→ Description of the task: Give only the number of lines in these records that include "rest".

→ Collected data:
------------------------------------------------------------------------
use std::fmt;
use std::str::FromStr;
use thiserror::Error;

/// The full fixed keyboard range, two octaves from C3 up to and including C5.
/// Scene key nodes are named `Key_<note>` after these entries; membership
/// never changes at runtime.
pub const NOTE_NAMES: [&str; 25] = [
    "C3", "C#3", "D3", "D#3", "E3", "F3", "F#3", "G3", "G#3", "A3", "A#3", "B3", "C4", "C#4",
    "D4", "D#4", "E4", "F4", "F#4", "G4", "G#4", "A4", "A#4", "B4", "C5",
];

const SEMITONE_NAMES: [&str; 12] = [
    "C", "C#", "D", "D#", "E", "F", "F#", "G", "G#", "A", "A#", "B",
];

/// A single playable note, stored as its MIDI index (C4 = 60).
#[derive(Clone, Copy, PartialEq, Eq, Hash, Debug)]
pub struct Note {
    midi: u8,
}

#[derive(Debug, Error, PartialEq, Eq)]
pub enum ParseNoteError {
    #[error("empty note name")]
    Empty,
    #[error("unknown note letter {0:?}")]
    Letter(char),
    #[error("missing or invalid octave in {0:?}")]
    Octave(String),
}

impl Note {
    pub fn midi(self) -> u8 {
        self.midi
    }

    /// Sharps within the octave: C#, D#, F#, G#, A#.
    pub fn is_accidental(self) -> bool {
        matches!(self.midi % 12, 1 | 3 | 6 | 8 | 10)
    }

    pub fn frequency_hz(self) -> f32 {
        midi_to_hz(self.midi as f32)
    }

    pub fn name(self) -> String {
        let octave = self.midi as i32 / 12 - 1;
        format!("{}{}", SEMITONE_NAMES[(self.midi % 12) as usize], octave)
    }
}

impl FromStr for Note {
    type Err = ParseNoteError;

    fn from_str(s: &str) -> Result<Self, Self::Err> {
        let mut chars = s.chars();
        let letter = chars.next().ok_or(ParseNoteError::Empty)?;
        let semitone: i32 = match letter {
            'C' => 0,
            'D' => 2,
            'E' => 4,
            'F' => 5,
            'G' => 7,
            'A' => 9,
            'B' => 11,
            other => return Err(ParseNoteError::Letter(other)),
        };
        let rest = chars.as_str();
        let (semitone, octave_str) = match rest.strip_prefix('#') {
            Some(tail) => (semitone + 1, tail),
            None => (semitone, rest),
        };
        let octave: i32 = octave_str
            .parse()
            .map_err(|_| ParseNoteError::Octave(s.to_string()))?;
        let midi = (octave + 1) * 12 + semitone;
        if !(0..=127).contains(&midi) {
            return Err(ParseNoteError::Octave(s.to_string()));
        }
        Ok(Note { midi: midi as u8 })
    }
}

impl fmt::Display for Note {
    fn fmt(&self, f: &mut fmt::Formatter<'_>) -> fmt::Result {
        f.write_str(&self.name())
    }
}

pub fn midi_to_hz(midi: f32) -> f32 {
    440.0 * (2.0_f32).powf((midi - 69.0) / 12.0)
}
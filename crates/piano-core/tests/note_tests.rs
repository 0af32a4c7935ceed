use piano_core::{midi_to_hz, Note, ParseNoteError, NOTE_NAMES};

#[test]
fn note_table_covers_two_octaves() {
    assert_eq!(NOTE_NAMES.len(), 25);
    assert_eq!(NOTE_NAMES[0], "C3");
    assert_eq!(NOTE_NAMES[24], "C5");
    // chromatic and strictly ascending
    let midis: Vec<u8> = NOTE_NAMES
        .iter()
        .map(|n| n.parse::<Note>().unwrap().midi())
        .collect();
    for pair in midis.windows(2) {
        assert_eq!(pair[1], pair[0] + 1);
    }
}

#[test]
fn parse_valid_notes() {
    assert_eq!("C3".parse::<Note>().unwrap().midi(), 48);
    assert_eq!("C#3".parse::<Note>().unwrap().midi(), 49);
    assert_eq!("A4".parse::<Note>().unwrap().midi(), 69);
    assert_eq!("C5".parse::<Note>().unwrap().midi(), 72);
}

#[test]
fn parse_rejects_garbage() {
    assert_eq!("".parse::<Note>(), Err(ParseNoteError::Empty));
    assert!(matches!(
        "H3".parse::<Note>(),
        Err(ParseNoteError::Letter('H'))
    ));
    // octave missing or non-numeric
    assert!(matches!("C#".parse::<Note>(), Err(ParseNoteError::Octave(_))));
    assert!(matches!("Cx4".parse::<Note>(), Err(ParseNoteError::Octave(_))));
    // out of MIDI range
    assert!(matches!(
        "C99".parse::<Note>(),
        Err(ParseNoteError::Octave(_))
    ));
}

#[test]
fn name_round_trips_for_all_keys() {
    for name in NOTE_NAMES {
        let note: Note = name.parse().unwrap();
        assert_eq!(note.name(), name);
    }
}

#[test]
fn accidental_classification() {
    let sharps: Vec<&str> = NOTE_NAMES
        .iter()
        .copied()
        .filter(|n| n.contains('#'))
        .collect();
    assert_eq!(sharps.len(), 10);
    for name in NOTE_NAMES {
        let note: Note = name.parse().unwrap();
        assert_eq!(note.is_accidental(), name.contains('#'), "note {}", name);
    }
}

#[test]
fn frequency_follows_equal_temperament() {
    let a4: Note = "A4".parse().unwrap();
    assert!((a4.frequency_hz() - 440.0).abs() < 1e-3);
    // an octave doubles
    assert!((midi_to_hz(60.0) * 2.0 - midi_to_hz(72.0)).abs() < 1e-2);
    let c3: Note = "C3".parse().unwrap();
    let c5: Note = "C5".parse().unwrap();
    assert!((c3.frequency_hz() * 4.0 - c5.frequency_hz()).abs() < 1e-2);
}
------------------------------------------------------------------------
→ Answer to this task: 3